* Directions: Count the lines below that hold the word "PgPoolOptions" and say how many, with no other text.

Collection entries:

* * * * * * * * *

//! Database utilities and connection management

use sqlx::postgres::{PgConnectOptions, PgPool, PgPoolOptions};
use std::{str::FromStr, time::Duration};

/// Create a database connection pool
/// Note: Disables statement cache for PgBouncer compatibility
pub async fn create_pool(database_url: &str, max_connections: u32) -> Result<PgPool, sqlx::Error> {
    // PgBouncer in transaction mode doesn't support prepared statements
    let options = PgConnectOptions::from_str(database_url)?.statement_cache_capacity(0);

    PgPoolOptions::new()
        .max_connections(max_connections)
        .min_connections(0)
        .acquire_timeout(Duration::from_secs(30))
        .idle_timeout(Duration::from_secs(60))
        .max_lifetime(Duration::from_secs(300))
        .connect_with(options)
        .await
}

/// Run database migrations
pub async fn run_migrations(pool: &PgPool) -> Result<(), sqlx::migrate::MigrateError> {
    sqlx::migrate!("../../migrations").run(pool).await
}

#[cfg(test)]
mod tests {
    use super::*;

    #[tokio::test]
    #[ignore] // Requires database
    async fn test_create_pool() {
        let url = std::env::var("DATABASE_URL").expect("DATABASE_URL required");
        let pool = create_pool(&url, 3).await.expect("Failed to create pool");
        assert!(pool.size() > 0);
    }
}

* * * * * * * * *

* Response area: 2